//! Local file header codec.
//!
//! Archives are read front to back, one local file header at a time, without
//! ever consulting the central directory. Each header is followed by the
//! file name, the extra field and the entry data; entries written in
//! streaming mode (general purpose flag bit 3) carry zeroes in the header's
//! size and CRC fields and append the real values in a data descriptor
//! after the data. Those values can only be recovered by scanning forward
//! for the descriptor signature.
//!
//! ## Stream positions
//!
//! - On `Ok(Some(header))` the stream sits right after the 30 fixed header
//!   bytes, where the file name begins.
//! - On `Ok(None)` (no header at this position) the stream is back where
//!   the call started.
//! - On `Err(ZipError::Corrupt)` the stream is back where the call started.

use byteorder::{ByteOrder, LittleEndian, ReadBytesExt};
use std::io::{Cursor, ErrorKind, Read, Seek, SeekFrom};

use super::error::{Result, ZipError};
use super::structures::*;

/// Parse the local file header at the current stream position.
///
/// Returns `Ok(None)` when the four bytes at the current position are not a
/// local file header signature, or when fewer than four bytes remain. This is
/// how the end of the entry list is detected: after the last entry a ZIP
/// file continues with the central directory, whose signature differs.
///
/// # Errors
///
/// - [`ZipError::Corrupt`] if the header is truncated, or if the entry
///   defers its sizes to a data descriptor that cannot be found before the
///   end of the stream.
/// - [`ZipError::Io`] if the underlying stream fails.
pub fn read_local_header<R: Read + Seek>(stream: &mut R) -> Result<Option<LocalFileHeader>> {
    let start = stream.stream_position()?;

    let mut buf = [0u8; LFH_SIZE];
    let n = read_up_to(stream, &mut buf)?;

    if n < 4 || LittleEndian::read_u32(&buf[0..4]) != LFH_SIGNATURE {
        stream.seek(SeekFrom::Start(start))?;
        return Ok(None);
    }

    if n < LFH_SIZE {
        stream.seek(SeekFrom::Start(start))?;
        return Err(ZipError::Corrupt(format!(
            "header at offset {start} is truncated ({n} of {LFH_SIZE} bytes)"
        )));
    }

    let mut cursor = Cursor::new(&buf[4..]);
    let mut header = LocalFileHeader {
        version: cursor.read_u16::<LittleEndian>()?,
        flags: cursor.read_u16::<LittleEndian>()?,
        compression_method: cursor.read_u16::<LittleEndian>()?,
        mod_time: cursor.read_u16::<LittleEndian>()?,
        mod_date: cursor.read_u16::<LittleEndian>()?,
        crc_32: cursor.read_u32::<LittleEndian>()?,
        compressed_size: cursor.read_u32::<LittleEndian>()?,
        uncompressed_size: cursor.read_u32::<LittleEndian>()?,
        name_length: cursor.read_u16::<LittleEndian>()?,
        extra_length: cursor.read_u16::<LittleEndian>()?,
        descriptor_length: 0,
    };

    if header.has_data_descriptor() {
        match find_data_descriptor(stream)? {
            Some(descriptor) => {
                log::trace!(
                    "entry at {start}: recovered descriptor crc={:#010x} size={}",
                    descriptor.crc_32,
                    descriptor.compressed_size
                );
                header.crc_32 = descriptor.crc_32;
                header.compressed_size = descriptor.compressed_size;
                header.uncompressed_size = descriptor.uncompressed_size;
                header.descriptor_length = DESCRIPTOR_SIZE;
            }
            None => {
                stream.seek(SeekFrom::Start(start))?;
                return Err(ZipError::Corrupt(format!(
                    "entry at offset {start} has no data descriptor"
                )));
            }
        }
    }

    Ok(Some(header))
}

/// Scan forward from the current position for a data descriptor.
///
/// The scan reads a four-byte window, and on a miss steps back three bytes
/// before reading the next window, so a signature starting at any byte
/// offset is seen. There is no bound on the distance scanned: a missing
/// descriptor costs a read to the end of the stream.
///
/// Whatever the outcome, the stream is restored to the position it had on
/// entry.
pub fn find_data_descriptor<R: Read + Seek>(stream: &mut R) -> Result<Option<DataDescriptor>> {
    let data_start = stream.stream_position()?;
    let found = scan_for_descriptor(stream);
    stream.seek(SeekFrom::Start(data_start))?;
    found
}

fn scan_for_descriptor<R: Read + Seek>(stream: &mut R) -> Result<Option<DataDescriptor>> {
    let mut window = [0u8; 4];

    loop {
        if read_up_to(stream, &mut window)? < window.len() {
            return Ok(None);
        }

        if LittleEndian::read_u32(&window) == DESCRIPTOR_SIGNATURE {
            let mut fields = [0u8; 12];
            if read_up_to(stream, &mut fields)? < fields.len() {
                return Ok(None);
            }

            let mut cursor = Cursor::new(&fields[..]);
            return Ok(Some(DataDescriptor {
                crc_32: cursor.read_u32::<LittleEndian>()?,
                compressed_size: cursor.read_u32::<LittleEndian>()?,
                uncompressed_size: cursor.read_u32::<LittleEndian>()?,
            }));
        }

        stream.seek(SeekFrom::Current(-3))?;
    }
}

/// Read the file name and extra field that follow the fixed header.
///
/// The stream must sit right after the fixed header fields, as left by
/// [`read_local_header`]. On success it sits at the start of the entry data.
pub fn read_variable_fields<R: Read>(
    stream: &mut R,
    header: &LocalFileHeader,
) -> Result<(Vec<u8>, Vec<u8>)> {
    let mut name = vec![0u8; header.name_length as usize];
    read_exact_or_corrupt(stream, &mut name, "file name")?;

    let mut extra = vec![0u8; header.extra_length as usize];
    read_exact_or_corrupt(stream, &mut extra, "extra field")?;

    Ok((name, extra))
}

/// Read just the file name, leaving the stream where it was.
pub fn peek_file_name<R: Read + Seek>(stream: &mut R, header: &LocalFileHeader) -> Result<Vec<u8>> {
    let marker = stream.stream_position()?;
    let mut name = vec![0u8; header.name_length as usize];
    let read = read_exact_or_corrupt(stream, &mut name, "file name");
    stream.seek(SeekFrom::Start(marker))?;
    read.map(|_| name)
}

fn read_exact_or_corrupt<R: Read>(stream: &mut R, buf: &mut [u8], what: &str) -> Result<()> {
    match stream.read_exact(buf) {
        Ok(()) => Ok(()),
        Err(e) if e.kind() == ErrorKind::UnexpectedEof => {
            Err(ZipError::Corrupt(format!("{what} is truncated")))
        }
        Err(e) => Err(e.into()),
    }
}

/// Fill as much of `buf` as the stream allows, returning the byte count.
fn read_up_to<R: Read>(stream: &mut R, buf: &mut [u8]) -> std::io::Result<usize> {
    let mut filled = 0;
    while filled < buf.len() {
        match stream.read(&mut buf[filled..]) {
            Ok(0) => break,
            Ok(n) => filled += n,
            Err(e) if e.kind() == ErrorKind::Interrupted => continue,
            Err(e) => return Err(e),
        }
    }
    Ok(filled)
}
================================
* [Work instructions]
Word for word, write out each of the records above.

* [Response box]
//! Local file header codec.
//!
//! Archives are read front to back, one local file header at a time, without
//! ever consulting the central directory. Each header is followed by the
//! file name, the extra field and the entry data; entries written in
//! streaming mode (general purpose flag bit 3) carry zeroes in the header's
//! size and CRC fields and append the real values in a data descriptor
//! after the data. Those values can only be recovered by scanning forward
//! for the descriptor signature.
//!
//! ## Stream positions
//!
//! - On `Ok(Some(header))` the stream sits right after the 30 fixed header
//!   bytes, where the file name begins.
//! - On `Ok(None)` (no header at this position) the stream is back where
//!   the call started.
//! - On `Err(ZipError::Corrupt)` the stream is back where the call started.

use byteorder::{ByteOrder, LittleEndian, ReadBytesExt};
use std::io::{Cursor, ErrorKind, Read, Seek, SeekFrom};

use super::error::{Result, ZipError};
use super::structures::*;

/// Parse the local file header at the current stream position.
///
/// Returns `Ok(None)` when the four bytes at the current position are not a
/// local file header signature, or when fewer than four bytes remain. This is
/// how the end of the entry list is detected: after the last entry a ZIP
/// file continues with the central directory, whose signature differs.
///
/// # Errors
///
/// - [`ZipError::Corrupt`] if the header is truncated, or if the entry
///   defers its sizes to a data descriptor that cannot be found before the
///   end of the stream.
/// - [`ZipError::Io`] if the underlying stream fails.
pub fn read_local_header<R: Read + Seek>(stream: &mut R) -> Result<Option<LocalFileHeader>> {
    let start = stream.stream_position()?;

    let mut buf = [0u8; LFH_SIZE];
    let n = read_up_to(stream, &mut buf)?;

    if n < 4 || LittleEndian::read_u32(&buf[0..4]) != LFH_SIGNATURE {
        stream.seek(SeekFrom::Start(start))?;
        return Ok(None);
    }

    if n < LFH_SIZE {
        stream.seek(SeekFrom::Start(start))?;
        return Err(ZipError::Corrupt(format!(
            "header at offset {start} is truncated ({n} of {LFH_SIZE} bytes)"
        )));
    }

    let mut cursor = Cursor::new(&buf[4..]);
    let mut header = LocalFileHeader {
        version: cursor.read_u16::<LittleEndian>()?,
        flags: cursor.read_u16::<LittleEndian>()?,
        compression_method: cursor.read_u16::<LittleEndian>()?,
        mod_time: cursor.read_u16::<LittleEndian>()?,
        mod_date: cursor.read_u16::<LittleEndian>()?,
        crc_32: cursor.read_u32::<LittleEndian>()?,
        compressed_size: cursor.read_u32::<LittleEndian>()?,
        uncompressed_size: cursor.read_u32::<LittleEndian>()?,
        name_length: cursor.read_u16::<LittleEndian>()?,
        extra_length: cursor.read_u16::<LittleEndian>()?,
        descriptor_length: 0,
    };

    if header.has_data_descriptor() {
        match find_data_descriptor(stream)? {
            Some(descriptor) => {
                log::trace!(
                    "entry at {start}: recovered descriptor crc={:#010x} size={}",
                    descriptor.crc_32,
                    descriptor.compressed_size
                );
                header.crc_32 = descriptor.crc_32;
                header.compressed_size = descriptor.compressed_size;
                header.uncompressed_size = descriptor.uncompressed_size;
                header.descriptor_length = DESCRIPTOR_SIZE;
            }
            None => {
                stream.seek(SeekFrom::Start(start))?;
                return Err(ZipError::Corrupt(format!(
                    "entry at offset {start} has no data descriptor"
                )));
            }
        }
    }

    Ok(Some(header))
}

/// Scan forward from the current position for a data descriptor.
///
/// The scan reads a four-byte window, and on a miss steps back three bytes
/// before reading the next window, so a signature starting at any byte
/// offset is seen. There is no bound on the distance scanned: a missing
/// descriptor costs a read to the end of the stream.
///
/// Whatever the outcome, the stream is restored to the position it had on
/// entry.
pub fn find_data_descriptor<R: Read + Seek>(stream: &mut R) -> Result<Option<DataDescriptor>> {
    let data_start = stream.stream_position()?;
    let found = scan_for_descriptor(stream);
    stream.seek(SeekFrom::Start(data_start))?;
    found
}

fn scan_for_descriptor<R: Read + Seek>(stream: &mut R) -> Result<Option<DataDescriptor>> {
    let mut window = [0u8; 4];

    loop {
        if read_up_to(stream, &mut window)? < window.len() {
            return Ok(None);
        }

        if LittleEndian::read_u32(&window) == DESCRIPTOR_SIGNATURE {
            let mut fields = [0u8; 12];
            if read_up_to(stream, &mut fields)? < fields.len() {
                return Ok(None);
            }

            let mut cursor = Cursor::new(&fields[..]);
            return Ok(Some(DataDescriptor {
                crc_32: cursor.read_u32::<LittleEndian>()?,
                compressed_size: cursor.read_u32::<LittleEndian>()?,
                uncompressed_size: cursor.read_u32::<LittleEndian>()?,
            }));
        }

        stream.seek(SeekFrom::Current(-3))?;
    }
}

/// Read the file name and extra field that follow the fixed header.
///
/// The stream must sit right after the fixed header fields, as left by
/// [`read_local_header`]. On success it sits at the start of the entry data.
pub fn read_variable_fields<R: Read>(
    stream: &mut R,
    header: &LocalFileHeader,
) -> Result<(Vec<u8>, Vec<u8>)> {
    let mut name = vec![0u8; header.name_length as usize];
    read_exact_or_corrupt(stream, &mut name, "file name")?;

    let mut extra = vec![0u8; header.extra_length as usize];
    read_exact_or_corrupt(stream, &mut extra, "extra field")?;

    Ok((name, extra))
}

/// Read just the file name, leaving the stream where it was.
pub fn peek_file_name<R: Read + Seek>(stream: &mut R, header: &LocalFileHeader) -> Result<Vec<u8>> {
    let marker = stream.stream_position()?;
    let mut name = vec![0u8; header.name_length as usize];
    let read = read_exact_or_corrupt(stream, &mut name, "file name");
    stream.seek(SeekFrom::Start(marker))?;
    read.map(|_| name)
}

fn read_exact_or_corrupt<R: Read>(stream: &mut R, buf: &mut [u8], what: &str) -> Result<()> {
    match stream.read_exact(buf) {
        Ok(()) => Ok(()),
        Err(e) if e.kind() == ErrorKind::UnexpectedEof => {
            Err(ZipError::Corrupt(format!("{what} is truncated")))
        }
        Err(e) => Err(e.into()),
    }
}

/// Fill as much of `buf` as the stream allows, returning the byte count.
fn read_up_to<R: Read>(stream: &mut R, buf: &mut [u8]) -> std::io::Result<usize> {
    let mut filled = 0;
    while filled < buf.len() {
        match stream.read(&mut buf[filled..]) {
            Ok(0) => break,
            Ok(n) => filled += n,
            Err(e) if e.kind() == ErrorKind::Interrupted => continue,
            Err(e) => return Err(e),
        }
    }
    Ok(filled)
}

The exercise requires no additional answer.